Given records →
• • • • • • •
impl MonitorJob {
    /// One invocation per instrument; per-instrument failures are collected
    /// and never abort the batch.
    async fn analyze_batch(
        &self,
        ctx: &JobContext,
        run: &str,
        watch: &[String],
    ) -> Result<(usize, usize, usize), JobError> {
        let capability = self.spec.required_capability.as_deref();
        // Strict-mode capability failures abort before any invocation
        // attempt is recorded.
        ctx.preflight.prepare(&self.spec.job_id, capability, "")?;

        std::fs::create_dir_all(&self.spec.artifact_dir)?;
        let date_tag = Local::now().format("%Y%m%d").to_string();

        let mut outcomes = Vec::with_capacity(watch.len());
        for instrument_id in SignalEngine::dedup_requested(watch) {
            let pattern = format!("stock_analysis_{instrument_id}_*.md");
            let target = self
                .spec
                .artifact_dir
                .join(format!("stock_analysis_{instrument_id}_{date_tag}.md"));
            let prompt = monitor_prompt(&instrument_id, &target);

            let analysis = run_analysis(
                ctx,
                &self.spec.job_id,
                capability,
                &prompt,
                self.spec.timeout,
                &self.spec.retry,
                &self.spec.artifact_dir,
                &pattern,
            )
            .await;

            let outcome = match analysis {
                Ok(artifact) => match parse_signal_artifact(&artifact.path) {
                    Ok(parsed) => Ok(parsed.signal),
                    Err(e) => Err(e.to_string()),
                },
                Err(e) => Err(e.to_string()),
            };
            if let Err(reason) = &outcome {
                warn!(
                    job = %self.spec.job_id,
                    instrument = %instrument_id,
                    reason = %reason,
                    "instrument analysis failed, batch continues"
                );
            }
            outcomes.push((instrument_id, outcome));
        }

        let batch = SignalEngine::aggregate(watch, outcomes);
        let policy = ctx.config.signals.success_policy;
        if !batch.meets(policy) {
            return Err(JobError::BatchBelowPolicy {
                analyzed: batch.analyzed_count(),
                failed: batch.failed_count(),
            });
        }

        let holdings = HoldingsSnapshot::load(&ctx.config.paths.holdings_file);
        let filter = RiskFilter::new(RiskLimits::from_config(
            &ctx.config.risk,
            ctx.config.trading.capital,
        ));
        let decisions = filter.evaluate(&batch.candidates, &holdings);
        write_candidate_outputs(
            &ctx.config.paths.candidates_dir,
            &self.spec.job_id,
            run,
            Local::now(),
            &decisions,
        )?;

        let thresholds = AlertThresholds {
            min_bullish_factors: ctx.config.signals.min_bullish_factors,
            min_bearish_factors: ctx.config.signals.min_bearish_factors,
        };
        let quantities = QuantityInputs {
            capital: ctx.config.trading.capital,
            buy_ratio: normalize_ratio(ctx.config.trading.monitor_buy_ratio, 0.2),
            sell_ratio: normalize_ratio(ctx.config.trading.monitor_sell_ratio, 0.3),
        };
        let alerts: Vec<_> = decisions
            .iter()
            .filter(|d| d.accepted)
            .filter_map(|d| evaluate_alert(&d.signal, &thresholds))
            .map(|alert| attach_quantity(alert, &quantities, &holdings))
            .collect();

        if !alerts.is_empty() {
            if let Err(e) = ctx.notifier.send_alerts(&alerts).await {
                warn!(job = %self.spec.job_id, error = %e, "alert mail failed");
            }
        }

        Ok((batch.analyzed_count(), batch.failed_count(), alerts.len()))
    }
}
• • • • • • •
Assignment → Which of the lines above carry the string "paths"? Pick them out and copy them.

Exercise answer →
        let holdings = HoldingsSnapshot::load(&ctx.config.paths.holdings_file);
            &ctx.config.paths.candidates_dir,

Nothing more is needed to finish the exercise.